## [WHAT TO WORK ON]
Look through the records below for the line holding "use crate::command::Command;". Write it out exactly, with each following line through the line holding "const MAX_MESSAGE_LEN: usize".

_ _ _ _

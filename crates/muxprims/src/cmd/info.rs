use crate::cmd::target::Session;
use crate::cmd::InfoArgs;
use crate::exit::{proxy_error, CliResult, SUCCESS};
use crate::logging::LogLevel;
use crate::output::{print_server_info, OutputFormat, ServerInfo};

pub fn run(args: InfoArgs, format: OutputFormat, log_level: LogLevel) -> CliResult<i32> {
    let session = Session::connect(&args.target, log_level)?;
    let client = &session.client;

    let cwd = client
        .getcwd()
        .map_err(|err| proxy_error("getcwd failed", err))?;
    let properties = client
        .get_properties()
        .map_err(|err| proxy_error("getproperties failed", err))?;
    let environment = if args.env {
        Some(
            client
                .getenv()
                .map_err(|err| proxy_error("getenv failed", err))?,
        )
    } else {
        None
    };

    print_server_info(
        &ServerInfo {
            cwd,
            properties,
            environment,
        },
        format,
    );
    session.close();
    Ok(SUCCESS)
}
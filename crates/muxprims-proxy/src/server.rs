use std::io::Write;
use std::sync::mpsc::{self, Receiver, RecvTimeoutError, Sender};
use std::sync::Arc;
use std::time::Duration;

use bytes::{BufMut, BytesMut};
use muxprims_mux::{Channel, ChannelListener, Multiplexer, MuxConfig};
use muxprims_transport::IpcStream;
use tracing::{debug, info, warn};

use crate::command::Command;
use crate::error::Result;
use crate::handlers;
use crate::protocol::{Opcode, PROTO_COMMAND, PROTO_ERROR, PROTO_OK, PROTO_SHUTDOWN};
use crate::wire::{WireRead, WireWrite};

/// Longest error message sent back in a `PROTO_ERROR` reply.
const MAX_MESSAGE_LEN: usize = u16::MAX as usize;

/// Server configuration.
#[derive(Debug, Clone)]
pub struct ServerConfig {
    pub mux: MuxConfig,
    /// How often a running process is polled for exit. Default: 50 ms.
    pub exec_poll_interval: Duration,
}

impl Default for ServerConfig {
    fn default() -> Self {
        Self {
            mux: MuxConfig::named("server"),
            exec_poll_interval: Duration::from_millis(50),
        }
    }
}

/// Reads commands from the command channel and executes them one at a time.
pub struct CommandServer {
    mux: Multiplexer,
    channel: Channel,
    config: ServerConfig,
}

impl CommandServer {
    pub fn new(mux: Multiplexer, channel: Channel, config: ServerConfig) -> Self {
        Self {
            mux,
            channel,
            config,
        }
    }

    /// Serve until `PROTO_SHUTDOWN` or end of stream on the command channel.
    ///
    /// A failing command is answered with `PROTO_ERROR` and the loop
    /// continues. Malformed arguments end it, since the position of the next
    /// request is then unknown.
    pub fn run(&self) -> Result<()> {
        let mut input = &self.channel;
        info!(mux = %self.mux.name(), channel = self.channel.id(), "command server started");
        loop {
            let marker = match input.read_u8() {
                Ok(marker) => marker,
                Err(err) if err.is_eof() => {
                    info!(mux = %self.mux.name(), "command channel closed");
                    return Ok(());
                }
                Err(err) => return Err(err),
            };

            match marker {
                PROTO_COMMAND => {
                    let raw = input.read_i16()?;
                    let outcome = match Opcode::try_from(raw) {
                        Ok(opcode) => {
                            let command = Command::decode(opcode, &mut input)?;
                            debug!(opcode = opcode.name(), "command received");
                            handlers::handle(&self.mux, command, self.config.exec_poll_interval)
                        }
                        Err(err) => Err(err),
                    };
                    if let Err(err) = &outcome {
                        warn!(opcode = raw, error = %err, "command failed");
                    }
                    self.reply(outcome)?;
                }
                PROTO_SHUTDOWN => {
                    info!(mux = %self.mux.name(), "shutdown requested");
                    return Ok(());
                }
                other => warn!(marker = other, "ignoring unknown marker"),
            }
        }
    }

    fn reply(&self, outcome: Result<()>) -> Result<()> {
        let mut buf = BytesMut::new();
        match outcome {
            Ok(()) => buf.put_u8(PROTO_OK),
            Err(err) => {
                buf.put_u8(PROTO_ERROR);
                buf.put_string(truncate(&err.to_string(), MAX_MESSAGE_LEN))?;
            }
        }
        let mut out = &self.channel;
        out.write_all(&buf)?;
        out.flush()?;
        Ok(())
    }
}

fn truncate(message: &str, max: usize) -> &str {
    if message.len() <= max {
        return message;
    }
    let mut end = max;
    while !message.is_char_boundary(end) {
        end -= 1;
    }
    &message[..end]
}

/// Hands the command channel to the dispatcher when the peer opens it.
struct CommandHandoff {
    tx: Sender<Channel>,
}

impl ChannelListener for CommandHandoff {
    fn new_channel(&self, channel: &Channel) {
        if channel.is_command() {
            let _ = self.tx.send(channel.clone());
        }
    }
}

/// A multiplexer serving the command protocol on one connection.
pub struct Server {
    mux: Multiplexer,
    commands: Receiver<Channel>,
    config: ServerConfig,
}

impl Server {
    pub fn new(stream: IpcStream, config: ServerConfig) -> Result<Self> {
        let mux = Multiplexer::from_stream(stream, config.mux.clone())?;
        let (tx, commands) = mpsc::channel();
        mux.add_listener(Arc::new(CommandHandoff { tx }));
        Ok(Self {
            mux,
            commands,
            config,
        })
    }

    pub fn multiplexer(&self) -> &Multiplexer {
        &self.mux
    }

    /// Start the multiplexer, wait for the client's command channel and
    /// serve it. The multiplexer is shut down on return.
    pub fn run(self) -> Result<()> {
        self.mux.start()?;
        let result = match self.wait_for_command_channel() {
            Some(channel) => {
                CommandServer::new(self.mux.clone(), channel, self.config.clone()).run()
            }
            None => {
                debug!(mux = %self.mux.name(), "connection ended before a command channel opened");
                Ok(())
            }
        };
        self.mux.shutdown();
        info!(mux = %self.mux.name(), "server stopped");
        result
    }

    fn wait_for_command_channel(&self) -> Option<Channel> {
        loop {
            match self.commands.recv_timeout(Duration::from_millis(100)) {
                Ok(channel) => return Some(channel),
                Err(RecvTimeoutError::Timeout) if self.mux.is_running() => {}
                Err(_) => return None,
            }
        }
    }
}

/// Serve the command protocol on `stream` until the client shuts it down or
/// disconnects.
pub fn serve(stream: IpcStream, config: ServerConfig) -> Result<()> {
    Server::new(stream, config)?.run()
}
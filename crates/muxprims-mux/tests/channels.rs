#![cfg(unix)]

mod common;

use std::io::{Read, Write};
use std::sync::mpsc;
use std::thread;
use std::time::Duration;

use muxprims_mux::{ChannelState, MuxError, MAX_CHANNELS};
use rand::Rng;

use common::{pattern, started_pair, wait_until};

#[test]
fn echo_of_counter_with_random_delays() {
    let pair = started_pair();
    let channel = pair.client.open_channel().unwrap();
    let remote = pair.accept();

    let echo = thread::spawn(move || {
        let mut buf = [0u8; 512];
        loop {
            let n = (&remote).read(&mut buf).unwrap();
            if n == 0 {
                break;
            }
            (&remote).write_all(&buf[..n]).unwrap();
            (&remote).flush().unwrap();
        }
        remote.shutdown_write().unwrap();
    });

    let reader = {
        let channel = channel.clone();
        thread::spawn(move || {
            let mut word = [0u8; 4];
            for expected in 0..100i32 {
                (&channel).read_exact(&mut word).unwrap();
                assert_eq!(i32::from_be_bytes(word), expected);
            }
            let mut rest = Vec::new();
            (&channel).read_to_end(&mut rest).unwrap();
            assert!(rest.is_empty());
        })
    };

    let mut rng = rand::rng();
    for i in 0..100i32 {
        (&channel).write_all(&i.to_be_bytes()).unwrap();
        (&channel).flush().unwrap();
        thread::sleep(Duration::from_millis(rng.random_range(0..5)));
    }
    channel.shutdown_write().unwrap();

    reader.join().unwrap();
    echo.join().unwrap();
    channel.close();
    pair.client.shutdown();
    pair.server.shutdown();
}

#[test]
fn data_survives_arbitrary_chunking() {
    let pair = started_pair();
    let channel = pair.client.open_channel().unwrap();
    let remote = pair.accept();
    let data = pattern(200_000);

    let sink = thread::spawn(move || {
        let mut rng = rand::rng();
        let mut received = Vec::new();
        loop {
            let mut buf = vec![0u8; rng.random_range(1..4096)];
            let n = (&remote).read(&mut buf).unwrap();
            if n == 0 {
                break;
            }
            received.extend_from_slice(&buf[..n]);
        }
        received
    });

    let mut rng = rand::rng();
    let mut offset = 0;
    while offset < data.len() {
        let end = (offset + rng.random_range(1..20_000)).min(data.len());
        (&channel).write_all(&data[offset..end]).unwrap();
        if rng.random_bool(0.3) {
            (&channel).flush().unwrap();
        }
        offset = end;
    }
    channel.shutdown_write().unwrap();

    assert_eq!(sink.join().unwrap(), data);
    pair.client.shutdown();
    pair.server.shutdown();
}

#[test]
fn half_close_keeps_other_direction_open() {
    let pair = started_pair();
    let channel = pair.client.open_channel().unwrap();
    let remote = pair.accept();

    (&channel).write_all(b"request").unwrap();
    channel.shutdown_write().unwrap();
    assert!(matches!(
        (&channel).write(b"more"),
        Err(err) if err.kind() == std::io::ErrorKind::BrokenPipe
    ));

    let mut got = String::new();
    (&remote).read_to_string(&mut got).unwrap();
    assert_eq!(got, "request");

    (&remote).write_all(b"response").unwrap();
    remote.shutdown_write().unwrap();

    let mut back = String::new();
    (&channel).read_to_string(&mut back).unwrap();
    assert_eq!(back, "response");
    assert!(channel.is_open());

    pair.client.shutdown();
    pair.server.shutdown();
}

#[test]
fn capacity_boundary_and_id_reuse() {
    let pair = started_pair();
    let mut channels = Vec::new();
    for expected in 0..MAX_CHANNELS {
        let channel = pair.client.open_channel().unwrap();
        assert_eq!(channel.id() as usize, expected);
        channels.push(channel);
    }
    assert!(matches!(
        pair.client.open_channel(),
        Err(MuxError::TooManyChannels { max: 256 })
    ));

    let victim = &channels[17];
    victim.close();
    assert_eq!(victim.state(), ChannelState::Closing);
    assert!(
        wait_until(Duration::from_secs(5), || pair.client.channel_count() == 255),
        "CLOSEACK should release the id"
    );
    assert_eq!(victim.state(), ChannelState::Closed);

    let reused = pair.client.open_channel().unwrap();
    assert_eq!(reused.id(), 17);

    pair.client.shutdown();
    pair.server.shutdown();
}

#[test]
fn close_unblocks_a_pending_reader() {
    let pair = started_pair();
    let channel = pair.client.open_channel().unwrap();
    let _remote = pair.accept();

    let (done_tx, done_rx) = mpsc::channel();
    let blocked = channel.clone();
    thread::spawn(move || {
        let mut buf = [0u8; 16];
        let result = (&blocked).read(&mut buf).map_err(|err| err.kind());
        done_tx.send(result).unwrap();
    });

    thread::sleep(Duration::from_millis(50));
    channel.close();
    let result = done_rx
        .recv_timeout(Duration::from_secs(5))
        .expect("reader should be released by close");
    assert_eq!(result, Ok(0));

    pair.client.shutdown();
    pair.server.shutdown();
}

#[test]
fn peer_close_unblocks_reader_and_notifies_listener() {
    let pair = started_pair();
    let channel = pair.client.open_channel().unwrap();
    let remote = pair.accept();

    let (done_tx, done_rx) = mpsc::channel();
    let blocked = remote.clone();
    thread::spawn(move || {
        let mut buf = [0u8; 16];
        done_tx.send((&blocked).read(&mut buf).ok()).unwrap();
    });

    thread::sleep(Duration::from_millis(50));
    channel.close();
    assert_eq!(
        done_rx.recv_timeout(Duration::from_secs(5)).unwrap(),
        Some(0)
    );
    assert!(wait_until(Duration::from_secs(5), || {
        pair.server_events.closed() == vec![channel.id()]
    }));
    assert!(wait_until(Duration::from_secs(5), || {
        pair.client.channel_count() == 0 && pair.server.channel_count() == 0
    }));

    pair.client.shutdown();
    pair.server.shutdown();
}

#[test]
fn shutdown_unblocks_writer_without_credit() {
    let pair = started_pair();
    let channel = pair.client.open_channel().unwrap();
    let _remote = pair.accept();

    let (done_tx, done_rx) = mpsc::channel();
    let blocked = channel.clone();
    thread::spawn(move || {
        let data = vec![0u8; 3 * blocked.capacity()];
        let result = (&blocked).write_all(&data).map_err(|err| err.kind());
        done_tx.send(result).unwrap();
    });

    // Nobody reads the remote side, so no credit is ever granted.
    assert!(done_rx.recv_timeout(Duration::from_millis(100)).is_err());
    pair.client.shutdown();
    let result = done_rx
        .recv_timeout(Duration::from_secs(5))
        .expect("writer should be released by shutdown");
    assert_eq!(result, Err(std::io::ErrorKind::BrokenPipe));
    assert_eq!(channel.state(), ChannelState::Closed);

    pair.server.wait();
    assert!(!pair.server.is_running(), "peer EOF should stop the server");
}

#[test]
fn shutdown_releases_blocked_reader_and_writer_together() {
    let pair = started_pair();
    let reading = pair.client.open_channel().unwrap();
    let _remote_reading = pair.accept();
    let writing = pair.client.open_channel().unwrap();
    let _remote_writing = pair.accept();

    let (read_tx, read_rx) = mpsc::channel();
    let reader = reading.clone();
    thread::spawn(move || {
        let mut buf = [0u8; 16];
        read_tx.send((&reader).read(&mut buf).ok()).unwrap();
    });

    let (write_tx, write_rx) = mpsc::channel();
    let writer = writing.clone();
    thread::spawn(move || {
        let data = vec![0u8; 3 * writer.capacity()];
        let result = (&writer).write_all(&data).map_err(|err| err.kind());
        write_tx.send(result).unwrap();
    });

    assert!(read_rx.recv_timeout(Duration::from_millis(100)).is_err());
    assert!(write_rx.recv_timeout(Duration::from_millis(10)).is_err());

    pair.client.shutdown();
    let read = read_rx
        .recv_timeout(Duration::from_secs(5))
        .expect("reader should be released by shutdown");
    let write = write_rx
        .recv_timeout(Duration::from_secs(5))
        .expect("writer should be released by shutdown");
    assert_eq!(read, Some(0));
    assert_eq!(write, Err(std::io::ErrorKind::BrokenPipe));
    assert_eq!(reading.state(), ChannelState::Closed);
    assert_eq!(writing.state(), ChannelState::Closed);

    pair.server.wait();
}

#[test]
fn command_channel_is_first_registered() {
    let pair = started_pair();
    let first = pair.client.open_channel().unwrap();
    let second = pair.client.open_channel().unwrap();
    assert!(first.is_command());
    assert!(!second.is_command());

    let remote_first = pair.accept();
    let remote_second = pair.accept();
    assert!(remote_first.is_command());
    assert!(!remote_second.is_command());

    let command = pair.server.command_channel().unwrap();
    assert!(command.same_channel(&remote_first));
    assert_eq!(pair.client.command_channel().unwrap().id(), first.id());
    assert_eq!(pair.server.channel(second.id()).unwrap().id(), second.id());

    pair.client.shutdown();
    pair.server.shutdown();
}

_ _ _ _

## [RESULT]
use crate::command::Command;
use crate::error::Result;
use crate::handlers;
use crate::protocol::{Opcode, PROTO_COMMAND, PROTO_ERROR, PROTO_OK, PROTO_SHUTDOWN};
use crate::wire::{WireRead, WireWrite};

/// Longest error message sent back in a `PROTO_ERROR` reply.
const MAX_MESSAGE_LEN: usize = u16::MAX as usize;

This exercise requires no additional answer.